Fixing ebooks with errors – A personal challenge

I have wholly embraced the eBook revolution. As a long time traveler, and SciFi aficionado, I have assembled a large collection of books that I continue to read to mark them off my to do list.

Being a fan of science fiction, I have been forced to acquire some of my books by extra-legal means. Since many of the classic tomes of the golden era of SciFi are out of print, and have no official ebook release to buy, I turn to the internet.

With few exceptions, these books are scanned and OCR’d from print, and then stuffed into a file to read. Lots of early Heinlien, and obscure authors exist only this way.

The problem, OCR still sucks.  Even the best algorithms barf a lot on text and thus there are spots of garbage in many of these books.

I sometimes make it a personal mitzvah to clean up a book.

Classic example was the “To the Stars” trilogy, by Harry Harrison (his real name, not a nom de plume). It was a rather poor scan and conversion to an RTF file. It was a painful process to fix, but totally worth it, because it made the book completely readable.

However, if your book is in ePub of PDF format, you have fewer options.

Sigil, a pretty awesome open source ePub editor
Sigil, a pretty awesome open source ePub editor

The program I go to is Sigil. Provided there is no DRM, you can open and inspect the book, and fix small things. If you are savvy, you can also dive into the CSS stylesheet and alter fonts, indents, and other text properties (but be warned, some readers ignore much of the CSS codes and classes – I’m looking at you Sony Reader).

Sigil allows you to look at the text as it renders, at a split screen with the code below the rendered text, or just pure code. You can fix a lot of errors and glitches with the search and edit the code, saving back to the original file.

A future series of posts will go into depth on how to better structure the ebook.

Another good program, and one that is widely used Calibre. A library, and file manipulation program, it is open source and extensible. It makes it easy to convert from one format to another (Kindle to ePub, or LRM to ePub, and many other options.)

A nice touch is that in Calibre you can better setup the ISBN, the cover images, and get data on the book from public databases. I used Calibre to convert a collection of Doc Savage stories from the lrm format (the original Sony Reader format) to ePub, and to add good cover pictures.

In fact, most of the ebook files I look at in Sigil have signs of being converted/cleaned by Calibre, even some commercial books.
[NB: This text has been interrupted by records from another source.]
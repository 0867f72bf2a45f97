// SPDX-License-Identifier: MPL-2.0

//! The popup window and its composition swap chain.

use std::sync::{Arc, OnceLock};

use calloop::channel::Sender;
use windows::{
    Win32::{
        Foundation::{HWND, LPARAM, LRESULT, WPARAM},
        Graphics::{
            Direct3D11::ID3D11Texture2D,
            DirectComposition::{
                DCompositionCreateDevice, IDCompositionDevice, IDCompositionTarget,
                IDCompositionVisual,
            },
            Dxgi::{
                Common::{
                    DXGI_ALPHA_MODE_PREMULTIPLIED, DXGI_FORMAT_B8G8R8A8_UNORM, DXGI_SAMPLE_DESC,
                },
                CreateDXGIFactory2, DXGI_CREATE_FACTORY_FLAGS, DXGI_PRESENT, DXGI_SCALING_STRETCH,
                DXGI_SWAP_CHAIN_DESC1, DXGI_SWAP_EFFECT_FLIP_SEQUENTIAL,
                DXGI_USAGE_RENDER_TARGET_OUTPUT, IDXGIDevice, IDXGIFactory2, IDXGISwapChain1,
            },
        },
        System::LibraryLoader::GetModuleHandleW,
        UI::WindowsAndMessaging::{
            CreateWindowExW, DefWindowProcW, DestroyWindow, GWLP_USERDATA, GetWindowLongPtrW,
            HWND_TOPMOST, IDC_ARROW, LoadCursorW, PostQuitMessage, RegisterClassW, SW_HIDE,
            SWP_NOACTIVATE, SWP_SHOWWINDOW, SetWindowLongPtrW, SetWindowPos, ShowWindow,
            WM_CLOSE, WM_DESTROY, WM_LBUTTONUP, WNDCLASSW, WS_EX_NOACTIVATE,
            WS_EX_NOREDIRECTIONBITMAP, WS_EX_TOOLWINDOW, WS_EX_TOPMOST, WS_POPUP,
        },
    },
    core::{Interface, PCWSTR, w},
};

use crate::{
    app::AppEvent,
    compose::{Scene, render},
    error::Result,
    geometry::{Point, Size},
    gpu::{
        GpuError, GraphicsDevice,
        d3d11::{D3D11Device, D3D11Texture},
    },
    window::PrankWindow,
};

const CLASS_NAME: PCWSTR = w!("VisitorGag.PopupWindow");

fn register_class() -> windows::core::Result<()> {
    static REGISTERED: OnceLock<windows::core::Result<()>> = OnceLock::new();
    REGISTERED
        .get_or_init(|| unsafe {
            let instance = GetModuleHandleW(None)?;
            let class = WNDCLASSW {
                lpfnWndProc: Some(window_proc),
                hInstance: instance.into(),
                lpszClassName: CLASS_NAME,
                hCursor: LoadCursorW(None, IDC_ARROW)?,
                ..Default::default()
            };
            if RegisterClassW(&class) == 0 {
                return Err(windows::core::Error::from_win32());
            }
            Ok(())
        })
        .clone()
}

unsafe extern "system" fn window_proc(
    hwnd: HWND,
    message: u32,
    wparam: WPARAM,
    lparam: LPARAM,
) -> LRESULT {
    let events = unsafe { GetWindowLongPtrW(hwnd, GWLP_USERDATA) } as *const Sender<AppEvent>;
    // SAFETY: the pointer is set right after creation and cleared before the
    // box it points to is dropped.
    let events = unsafe { events.as_ref() };

    match message {
        WM_LBUTTONUP => {
            if let Some(events) = events {
                let _ = events.send(AppEvent::PrimaryButtonUp);
            }
            LRESULT(0)
        }
        WM_CLOSE => {
            if let Some(events) = events {
                let _ = events.send(AppEvent::Quit);
            }
            LRESULT(0)
        }
        WM_DESTROY => {
            unsafe { PostQuitMessage(0) };
            LRESULT(0)
        }
        _ => unsafe { DefWindowProcW(hwnd, message, wparam, lparam) },
    }
}

/// Swap chain bound to the window through DirectComposition.
struct Surface {
    size: Size,
    swap_chain: IDXGISwapChain1,
    composition: IDCompositionDevice,
    _target: IDCompositionTarget,
    _visual: IDCompositionVisual,
}

impl Surface {
    fn new(device: &D3D11Device, hwnd: HWND, size: Size) -> windows::core::Result<Self> {
        unsafe {
            let dxgi_device: IDXGIDevice = device.raw().cast()?;
            let factory: IDXGIFactory2 = CreateDXGIFactory2(DXGI_CREATE_FACTORY_FLAGS(0))?;
            let desc = DXGI_SWAP_CHAIN_DESC1 {
                Width: size.width,
                Height: size.height,
                Format: DXGI_FORMAT_B8G8R8A8_UNORM,
                SampleDesc: DXGI_SAMPLE_DESC {
                    Count: 1,
                    Quality: 0,
                },
                BufferUsage: DXGI_USAGE_RENDER_TARGET_OUTPUT,
                BufferCount: 2,
                Scaling: DXGI_SCALING_STRETCH,
                SwapEffect: DXGI_SWAP_EFFECT_FLIP_SEQUENTIAL,
                AlphaMode: DXGI_ALPHA_MODE_PREMULTIPLIED,
                ..Default::default()
            };
            let swap_chain = factory.CreateSwapChainForComposition(&dxgi_device, &desc, None)?;

            let composition: IDCompositionDevice = DCompositionCreateDevice(&dxgi_device)?;
            let target = composition.CreateTargetForHwnd(hwnd, true)?;
            let visual = composition.CreateVisual()?;
            visual.SetContent(&swap_chain)?;
            target.SetRoot(&visual)?;
            composition.Commit()?;

            Ok(Self {
                size,
                swap_chain,
                composition,
                _target: target,
                _visual: visual,
            })
        }
    }
}

/// Borderless, topmost tool window that never takes focus.
pub struct PopupWindow {
    hwnd: HWND,
    device: Arc<D3D11Device>,
    // Read by the window procedure through GWLP_USERDATA.
    _events: Box<Sender<AppEvent>>,
    surface: Option<Surface>,
}

impl PopupWindow {
    pub fn new(device: Arc<D3D11Device>, events: Sender<AppEvent>) -> Result<Self, GpuError> {
        register_class()?;

        let events = Box::new(events);
        let hwnd = unsafe {
            let instance = GetModuleHandleW(None)?;
            let hwnd = CreateWindowExW(
                WS_EX_NOREDIRECTIONBITMAP
                    | WS_EX_TOOLWINDOW
                    | WS_EX_TOPMOST
                    | WS_EX_NOACTIVATE,
                CLASS_NAME,
                w!("VisitorGag"),
                WS_POPUP,
                0,
                0,
                1,
                1,
                None,
                None,
                instance,
                None,
            )?;
            SetWindowLongPtrW(hwnd, GWLP_USERDATA, &*events as *const Sender<AppEvent> as isize);
            hwnd
        };

        Ok(Self {
            hwnd,
            device,
            _events: events,
            surface: None,
        })
    }

    fn surface(&mut self, size: Size) -> Result<&Surface, GpuError> {
        if self.surface.as_ref().is_none_or(|surface| surface.size != size) {
            self.surface = None;
            self.surface = Some(Surface::new(&self.device, self.hwnd, size)?);
        }
        self.surface.as_ref().ok_or(GpuError::Missing("swap chain"))
    }
}

impl PrankWindow<D3D11Device> for PopupWindow {
    fn show(&mut self, position: Point, size: Size) -> Result<()> {
        self.surface(size)?;
        unsafe {
            SetWindowPos(
                self.hwnd,
                HWND_TOPMOST,
                position.x,
                position.y,
                size.width as i32,
                size.height as i32,
                SWP_NOACTIVATE | SWP_SHOWWINDOW,
            )
            .map_err(GpuError::from)?;
        }
        Ok(())
    }

    fn hide(&mut self) -> Result<()> {
        unsafe {
            let _ = ShowWindow(self.hwnd, SW_HIDE);
        }
        Ok(())
    }

    fn present(
        &mut self,
        device: &D3D11Device,
        scene: &Scene<'_, D3D11Texture>,
    ) -> Result<()> {
        let surface = self.surface(scene.size)?;
        let backbuffer: ID3D11Texture2D =
            unsafe { surface.swap_chain.GetBuffer(0) }.map_err(GpuError::from)?;
        let backbuffer = D3D11Texture::from_raw(backbuffer);

        device.context().with(|ctx| render(ctx, &backbuffer, scene))?;

        unsafe { surface.swap_chain.Present(1, DXGI_PRESENT(0)) }
            .ok()
            .map_err(GpuError::from)?;
        unsafe { surface.composition.Commit() }.map_err(GpuError::from)?;
        Ok(())
    }
}

impl Drop for PopupWindow {
    fn drop(&mut self) {
        self.surface = None;
        unsafe {
            SetWindowLongPtrW(self.hwnd, GWLP_USERDATA, 0);
            if let Err(why) = DestroyWindow(self.hwnd) {
                tracing::warn!(?why, "failed to destroy window");
            }
        }
    }
}
// SPDX-License-Identifier: MPL-2.0

mod animated;
mod app;
mod capture;
mod cli;
mod compose;
mod dispatch;
mod error;
mod geometry;
mod gpu;
mod orchestrator;
mod placement;
mod platform;
mod shade;
mod window;

#[cfg(test)]
mod testing;

use clap::Parser;
use tracing_subscriber::{EnvFilter, fmt, prelude::*};
use visitor_gag_config::Config;

use crate::{animated::is_gif_file, cli::Args};

fn main() -> eyre::Result<()> {
    color_eyre::install()?;

    let filter = EnvFilter::try_from_default_env()
        .unwrap_or_else(|_| EnvFilter::new("warn,visitor_gag=info,visitor_gag_config=info"));
    tracing_subscriber::registry()
        .with(fmt::layer())
        .with(filter)
        .init();

    let args = Args::parse();

    let config = match Config::load() {
        Ok(config) => config,
        Err(err) => {
            tracing::warn!("config file error, falling back to defaults: {err}");
            Config::default()
        }
    };
    let config = args.apply(config);

    if let Some(path) = args.path.as_deref().filter(|path| !is_gif_file(path)) {
        tracing::warn!(path = %path.display(), "file does not look like a GIF, trying anyway");
    }

    platform::run(&config, args.path.clone())?;
    Ok(())
}
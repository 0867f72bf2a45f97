// SPDX-License-Identifier: MPL-2.0

//! UI thread scheduling.
//!
//! The player and orchestrator never touch the event loop directly. They see
//! a [`DispatchQueue`] that can tell whether the caller is on the UI thread,
//! post work to it, and hand out single-shot [`FrameTimer`]s whose callbacks
//! run on it.

use std::{
    cell::RefCell,
    collections::HashMap,
    rc::Rc,
    sync::{
        Arc, Mutex, PoisonError,
        atomic::{AtomicBool, AtomicU64, Ordering},
    },
    thread::{self, ThreadId},
    time::Duration,
};

use calloop::{
    LoopHandle, RegistrationToken, channel,
    timer::{TimeoutAction, Timer},
};

use crate::error::Result;

pub type Task = Box<dyn FnOnce() + Send>;
pub type TickCallback = Arc<dyn Fn() + Send + Sync>;

/// A single-shot timer. Each `start` schedules exactly one callback after
/// the current interval; the callback re-arms it if it wants another.
pub trait FrameTimer: Send {
    fn set_interval(&mut self, interval: Duration);
    fn start(&mut self);
    fn stop(&mut self);
    fn is_running(&self) -> bool;
}

pub trait DispatchQueue: Send + Sync {
    /// Whether the calling thread is the one this queue dispatches on.
    fn has_thread_access(&self) -> bool;

    /// Run `task` on the UI thread. Returns `false` if the loop is gone.
    fn enqueue(&self, task: Task) -> bool;

    /// Create a stopped timer whose ticks are delivered on the UI thread.
    fn create_timer(&self, on_tick: TickCallback) -> Box<dyn FrameTimer>;
}

enum Message {
    Task(Task),
    Start {
        id: u64,
        interval: Duration,
        on_tick: TickCallback,
        running: Arc<AtomicBool>,
    },
    Stop {
        id: u64,
    },
}

/// Dispatch queue backed by a calloop event loop.
pub struct LoopQueue {
    sender: Mutex<channel::Sender<Message>>,
    owner: ThreadId,
    next_timer: AtomicU64,
}

impl LoopQueue {
    /// Register the queue's channel with the loop. Must be called on the
    /// thread that dispatches the loop.
    pub fn insert<D: 'static>(handle: &LoopHandle<'static, D>) -> Result<Arc<Self>> {
        let (sender, receiver) = channel::channel::<Message>();
        let timers: Rc<RefCell<HashMap<u64, RegistrationToken>>> = Rc::default();
        let timer_handle = handle.clone();

        handle.insert_source(receiver, move |event, _, _| {
            let channel::Event::Msg(message) = event else {
                return;
            };

            match message {
                Message::Task(task) => task(),

                Message::Start {
                    id,
                    interval,
                    on_tick,
                    running,
                } => {
                    let previous = timers.borrow_mut().remove(&id);
                    if let Some(token) = previous {
                        timer_handle.remove(token);
                    }

                    let registry = Rc::clone(&timers);
                    let inserted = timer_handle.insert_source(
                        Timer::from_duration(interval),
                        move |_, _, _| {
                            registry.borrow_mut().remove(&id);
                            running.store(false, Ordering::Release);
                            on_tick();
                            TimeoutAction::Drop
                        },
                    );

                    match inserted {
                        Ok(token) => {
                            timers.borrow_mut().insert(id, token);
                        }
                        Err(why) => tracing::error!(?why, timer = id, "failed to arm timer"),
                    }
                }

                Message::Stop { id } => {
                    let previous = timers.borrow_mut().remove(&id);
                    if let Some(token) = previous {
                        timer_handle.remove(token);
                    }
                }
            }
        })?;

        Ok(Arc::new(Self {
            sender: Mutex::new(sender),
            owner: thread::current().id(),
            next_timer: AtomicU64::new(0),
        }))
    }

    fn sender(&self) -> channel::Sender<Message> {
        self.sender
            .lock()
            .unwrap_or_else(PoisonError::into_inner)
            .clone()
    }
}

impl DispatchQueue for LoopQueue {
    fn has_thread_access(&self) -> bool {
        thread::current().id() == self.owner
    }

    fn enqueue(&self, task: Task) -> bool {
        self.sender().send(Message::Task(task)).is_ok()
    }

    fn create_timer(&self, on_tick: TickCallback) -> Box<dyn FrameTimer> {
        Box::new(LoopTimer {
            id: self.next_timer.fetch_add(1, Ordering::Relaxed),
            interval: Duration::ZERO,
            running: Arc::new(AtomicBool::new(false)),
            on_tick,
            sender: self.sender(),
        })
    }
}

struct LoopTimer {
    id: u64,
    interval: Duration,
    running: Arc<AtomicBool>,
    on_tick: TickCallback,
    sender: channel::Sender<Message>,
}

impl FrameTimer for LoopTimer {
    fn set_interval(&mut self, interval: Duration) {
        self.interval = interval;
    }

    fn start(&mut self) {
        self.running.store(true, Ordering::Release);
        let message = Message::Start {
            id: self.id,
            interval: self.interval,
            on_tick: Arc::clone(&self.on_tick),
            running: Arc::clone(&self.running),
        };
        if self.sender.send(message).is_err() {
            self.running.store(false, Ordering::Release);
            tracing::warn!(timer = self.id, "event loop closed, timer not started");
        }
    }

    fn stop(&mut self) {
        if self.running.swap(false, Ordering::AcqRel) {
            let _ = self.sender.send(Message::Stop { id: self.id });
        }
    }

    fn is_running(&self) -> bool {
        self.running.load(Ordering::Acquire)
    }
}

impl Drop for LoopTimer {
    fn drop(&mut self) {
        self.stop();
    }
}

#[cfg(test)]
pub(crate) mod manual {
    //! Deterministic queue for tests: tasks and timer ticks only run when the
    //! test asks for them.

    use std::{
        collections::VecDeque,
        sync::{
            Arc, Mutex,
            atomic::{AtomicBool, Ordering},
        },
        thread::{self, ThreadId},
        time::Duration,
    };

    use super::{DispatchQueue, FrameTimer, Task, TickCallback};

    pub struct ManualQueue {
        owner: ThreadId,
        tasks: Mutex<VecDeque<Task>>,
        timers: Mutex<Vec<Arc<ManualTimerState>>>,
    }

    pub struct ManualTimerState {
        interval: Mutex<Duration>,
        running: AtomicBool,
        starts: Mutex<Vec<Duration>>,
        on_tick: TickCallback,
    }

    impl ManualTimerState {
        pub fn is_running(&self) -> bool {
            self.running.load(Ordering::SeqCst)
        }

        /// Intervals the timer was started with, oldest first.
        pub fn starts(&self) -> Vec<Duration> {
            self.starts.lock().unwrap().clone()
        }

        pub fn interval(&self) -> Duration {
            *self.interval.lock().unwrap()
        }
    }

    impl ManualQueue {
        pub fn new() -> Arc<Self> {
            Arc::new(Self {
                owner: thread::current().id(),
                tasks: Mutex::default(),
                timers: Mutex::default(),
            })
        }

        /// Run every queued task, returning how many ran.
        pub fn run_pending(&self) -> usize {
            let mut ran = 0;
            loop {
                let task = self.tasks.lock().unwrap().pop_front();
                let Some(task) = task else {
                    return ran;
                };
                task();
                ran += 1;
            }
        }

        /// Poll until at least one task ran or `timeout` passes.
        pub fn wait_for_task(&self, timeout: Duration) -> bool {
            let deadline = std::time::Instant::now() + timeout;
            while std::time::Instant::now() < deadline {
                if self.run_pending() > 0 {
                    return true;
                }
                thread::sleep(Duration::from_millis(5));
            }
            false
        }

        pub fn timers(&self) -> Vec<Arc<ManualTimerState>> {
            self.timers.lock().unwrap().clone()
        }

        pub fn latest_timer(&self) -> Option<Arc<ManualTimerState>> {
            self.timers.lock().unwrap().last().cloned()
        }

        /// Expire the most recent timer if it is running.
        pub fn fire(&self) -> bool {
            match self.latest_timer() {
                Some(timer) if timer.running.swap(false, Ordering::SeqCst) => {
                    (timer.on_tick)();
                    true
                }
                _ => false,
            }
        }

        /// Invoke a timer's callback regardless of its state, as a late
        /// delivery from the OS would.
        pub fn force_fire(&self, index: usize) {
            let timer = self.timers.lock().unwrap()[index].clone();
            timer.running.store(false, Ordering::SeqCst);
            (timer.on_tick)();
        }
    }

    impl DispatchQueue for ManualQueue {
        fn has_thread_access(&self) -> bool {
            thread::current().id() == self.owner
        }

        fn enqueue(&self, task: Task) -> bool {
            self.tasks.lock().unwrap().push_back(task);
            true
        }

        fn create_timer(&self, on_tick: TickCallback) -> Box<dyn FrameTimer> {
            let state = Arc::new(ManualTimerState {
                interval: Mutex::new(Duration::ZERO),
                running: AtomicBool::new(false),
                starts: Mutex::default(),
                on_tick,
            });
            self.timers.lock().unwrap().push(Arc::clone(&state));
            Box::new(ManualTimer(state))
        }
    }

    struct ManualTimer(Arc<ManualTimerState>);

    impl FrameTimer for ManualTimer {
        fn set_interval(&mut self, interval: Duration) {
            *self.0.interval.lock().unwrap() = interval;
        }

        fn start(&mut self) {
            let interval = self.0.interval();
            self.0.starts.lock().unwrap().push(interval);
            self.0.running.store(true, Ordering::SeqCst);
        }

        fn stop(&mut self) {
            self.0.running.store(false, Ordering::SeqCst);
        }

        fn is_running(&self) -> bool {
            self.0.is_running()
        }
    }
}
Doing this work, you find some things like:

  • Files which came from Microsoft Word – littered with the “class=msonormal” tag. Ugh. I don’t usually curse too much about microsoft office, but what it outputs for HTML that is converted into an ebook is a crime against humanity.
  • Most ebooks, even commercial, professionally edited and assembled ones, have horrible structure. Not proper links to the chapters, nor proper tables of contents. Commercial books are much more likely to get this right, but it is a disaster on the community sourced works. I am working up a process to fix that.
  • There are some truly shitty OCR engines out there. Even high priced, high performance engines have trouble, the second tier is atrocious. Someone once grumbled on Slashdot why there weren’t any good (free) open source OCR engines, and the answer is that because it is friggin hard, and it often becomes a lifetime’s work to tune and improve the algorithm, so the good ones are not in a hurry to be given away.

I rarely make a mission to fix an ebook, but when I do, I want to leave something that is a better experience to read.

(For the record, if there is a place to buy a book, I will always buy it, but much of what I read is esoteric, or out of print, so I am forced into alternatives. )